Don’t be fooled into thinking that because cloud adoption continues to rise, workload portability is an easy endeavour. Truth be told, the opposite is correct.
Several backup and data management vendors bring additional drawbacks too, which can include cumbersome processes and expensive add-ons or manual conversions that increase cost and complexity.
So, before you decide upon a potential approach or prospective vendor, keep these 5 cloud mobility considerations in mind.
- Prioritise agility
Leveraging a cloud with easy on-demand portability will increase agility across the board – simplifying and supporting migrations, using IT resources more strategically, and responding quicker to failure.

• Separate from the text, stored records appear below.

use std::collections::BTreeMap;

use serde::{Deserialize, Serialize};

/// A candidate contact-form submission, possibly partially filled.
///
/// Field names mirror the JSON payload the site posts to `/api/contact`.
/// Every field is optional at the wire level; the validator decides what a
/// complete submission looks like.
#[derive(Debug, Clone, Default, PartialEq, Eq, Serialize, Deserialize)]
#[serde(rename_all = "camelCase")]
pub struct InquirySubmission {
    #[serde(default)]
    pub full_name: String,
    #[serde(default)]
    pub email: String,
    #[serde(default)]
    pub phone: String,
    #[serde(default)]
    pub country_code: Option<String>,
    #[serde(default)]
    pub campus: Option<String>,
    #[serde(default)]
    pub course: Option<String>,
    #[serde(default)]
    pub message: Option<String>,
}

impl InquirySubmission {
    pub(crate) fn has_campus(&self) -> bool {
        self.campus.as_deref().is_some_and(|v| !v.trim().is_empty())
    }

    pub(crate) fn has_course(&self) -> bool {
        self.course.as_deref().is_some_and(|v| !v.trim().is_empty())
    }
}

/// The fields a validation error can attach to, in payload form.
#[derive(Debug, Clone, Copy, PartialEq, Eq, PartialOrd, Ord, Serialize, Deserialize)]
#[serde(rename_all = "camelCase")]
pub enum InquiryField {
    FullName,
    Email,
    Phone,
    Campus,
    Course,
    Message,
}

impl InquiryField {
    pub const fn payload_name(self) -> &'static str {
        match self {
            InquiryField::FullName => "fullName",
            InquiryField::Email => "email",
            InquiryField::Phone => "phone",
            InquiryField::Campus => "campus",
            InquiryField::Course => "course",
            InquiryField::Message => "message",
        }
    }
}

/// Why a field failed.
#[derive(Debug, Clone, Copy, PartialEq, Eq, Serialize, Deserialize)]
#[serde(rename_all = "snake_case")]
pub enum IssueKind {
    Required,
    InvalidFormat,
    TooLong,
    CrossFieldMissing,
}

/// A single failing rule with its user-facing message.
#[derive(Debug, Clone, PartialEq, Eq, Serialize, Deserialize)]
pub struct FieldIssue {
    pub kind: IssueKind,
    pub message: String,
}

/// Payload-shaped error entry for the `400` response body.
#[derive(Debug, Clone, PartialEq, Eq, Serialize, Deserialize)]
pub struct FieldError {
    pub field: InquiryField,
    pub message: String,
}

/// Complete outcome of validating one candidate submission.
///
/// Absence of a field means that field currently passes; the submission is
/// submittable iff the map is empty. Producing a report never fails.
#[derive(Debug, Clone, Default, PartialEq, Eq)]
pub struct ValidationReport {
    errors: BTreeMap<InquiryField, FieldIssue>,
}

impl ValidationReport {
    pub(crate) fn flag(&mut self, field: InquiryField, kind: IssueKind, message: String) {
        self.errors.insert(field, FieldIssue { kind, message });
    }

    pub fn is_valid(&self) -> bool {
        self.errors.is_empty()
    }

    pub fn issue(&self, field: InquiryField) -> Option<&FieldIssue> {
        self.errors.get(&field)
    }

    pub fn iter(&self) -> impl Iterator<Item = (InquiryField, &FieldIssue)> {
        self.errors.iter().map(|(field, issue)| (*field, issue))
    }

    pub fn len(&self) -> usize {
        self.errors.len()
    }

    pub fn is_empty(&self) -> bool {
        self.errors.is_empty()
    }

    /// Flatten into the `{field, message}` entries the API returns.
    pub fn into_field_errors(self) -> Vec<FieldError> {
        self.errors
            .into_iter()
            .map(|(field, issue)| FieldError {
                field,
                message: issue.message,
            })
            .collect()
    }
}

/// The fully validated, normalized payload handed to the email collaborator.
#[derive(Debug, Clone, PartialEq, Eq, Serialize, Deserialize)]
#[serde(rename_all = "camelCase")]
pub struct ContactEmail {
    pub full_name: String,
    pub email: String,
    pub phone: String,
    pub country_code: String,
    pub dial_code: String,
    #[serde(skip_serializing_if = "Option::is_none")]
    pub campus: Option<String>,
    #[serde(skip_serializing_if = "Option::is_none")]
    pub course: Option<String>,
    #[serde(skip_serializing_if = "Option::is_none")]
    pub message: Option<String>,
    pub timestamp: String,
}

Workload portability is particularly important at a time when ongoing data growth makes it difficult to scale, manage, and secure your organisation’s most critical workloads and data.
- Allow for data recovery
The cost of building a dedicated site for recovery can be prohibitive, especially for SMBs. However, you can leverage the cloud as an on-demand restore site if the worst case scenario was to occur.
With simple workload portability across any cloud, you can easily move on-premises data to the cloud or bring it back on premises from the cloud. As a result, you can always access your data no matter what happens.
- Greater availability
There’s no need to procure hardware or software for greater availability with cloud workload mobility. You don’t even have to take the time to build a separate recovery site or modify, maintain and upgrade equipment.

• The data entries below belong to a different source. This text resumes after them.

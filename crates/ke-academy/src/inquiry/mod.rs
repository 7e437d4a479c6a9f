//! Contact-form intake: validation rules, the submission flow state machine,
//! and the email hand-off behind `POST /api/contact`.
//!
//! The validation rules used to be written twice (browser widget and API
//! route) and had drifted apart; `validator` is now the single source of
//! truth, with a [`ValidationPolicy`] selecting the pre-flight or the
//! authoritative flavor of the two spots where they disagreed.

pub mod countries;
pub mod domain;
pub mod flow;
pub mod mailer;
pub mod router;
pub mod service;
pub mod validator;

pub use countries::{detect_country, dial_code_for, rule_for, CountryPhoneRule};
pub use domain::{
    ContactEmail, FieldError, FieldIssue, InquiryField, InquirySubmission, IssueKind,
    ValidationReport,
};
pub use flow::{FlowError, SubmissionFlow, SubmissionState};
pub use mailer::{ContactMailer, MailerError};
pub use router::inquiry_router;
pub use service::{InquiryService, InquiryServiceError};
pub use validator::{validate, MessageCatalog, PhoneFallback, ValidationPolicy};
//! Quick-select campus tabs.
//!
//! The viewer shows three campus tabs plus a "More Campuses" picker. Picking
//! a campus from the overflow promotes it to the front of the tab row and
//! drops the last tab, so the row always holds exactly three entries.

use super::catalog::ScheduleCatalog;
use super::domain::Campus;

/// Number of quick-select tabs shown before the overflow picker.
pub const VISIBLE_TAB_SLOTS: usize = 3;

/// The ordered set of campus ids currently shown as tabs.
#[derive(Debug, Clone, PartialEq, Eq)]
pub struct CampusTabs {
    visible: Vec<u32>,
}

impl CampusTabs {
    /// Start from the catalog's default tab row.
    pub fn from_catalog(catalog: &ScheduleCatalog) -> Self {
        Self {
            visible: catalog.default_visible_ids().to_vec(),
        }
    }

    pub fn visible(&self) -> &[u32] {
        &self.visible
    }

    /// Promote `campus_id` to the front of the tab row. Campuses without a
    /// published timetable are not selectable and leave the row unchanged.
    /// Returns whether the row was updated.
    pub fn promote(&mut self, campus_id: u32, catalog: &ScheduleCatalog) -> bool {
        if !catalog.campus_has_timetable(campus_id) {
            return false;
        }
        self.visible.retain(|&id| id != campus_id);
        self.visible.insert(0, campus_id);
        self.visible.truncate(VISIBLE_TAB_SLOTS);
        true
    }

    /// Campuses listed under "More Campuses": everything not currently a tab,
    /// in catalog order.
    pub fn overflow<'a>(&self, catalog: &'a ScheduleCatalog) -> Vec<&'a Campus> {
        catalog
            .all_campuses()
            .iter()
            .filter(|campus| !self.visible.contains(&campus.id))
            .collect()
    }

    /// Overflow entries whose name contains `query`, case-insensitively.
    /// A blank query matches everything.
    pub fn filtered_overflow<'a>(
        &self,
        catalog: &'a ScheduleCatalog,
        query: &str,
    ) -> Vec<&'a Campus> {
        let needle = query.trim().to_lowercase();
        self.overflow(catalog)
            .into_iter()
            .filter(|campus| needle.is_empty() || campus.name.to_lowercase().contains(&needle))
            .collect()
    }
}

The only requirement is purchasing what you want online and immediately restoring or migrating any physical or virtual workload to the cloud. Also, you can make sure on-premises data is always available regardless of what might happen to your on-premises environment.
- Unlock test and development
With the right cloud mobility solution, you’re given the ability to instantly provision copies of production workloads to accelerate development cycles and more easily expand their testing capabilities.
There’s no need to purchase and deploy new on-premises hardware either. Even when testing is complete, you can wind it all back down again.
- Adopt a multi-cloud strategy
According to the 2019 RightScale State of the Cloud Report, 84 per cent of organisations have a multi-cloud strategy, and most organisations are leveraging approximately five clouds each. Public cloud is the single top priority for 31 per cent of enterprises too.
Therefore, it makes perfect sense to adopt a multi-cloud strategy, of which cloud mobility and workload portability are essential components. This is especially true if you want to achieve a competitive advantage by moving data across clouds.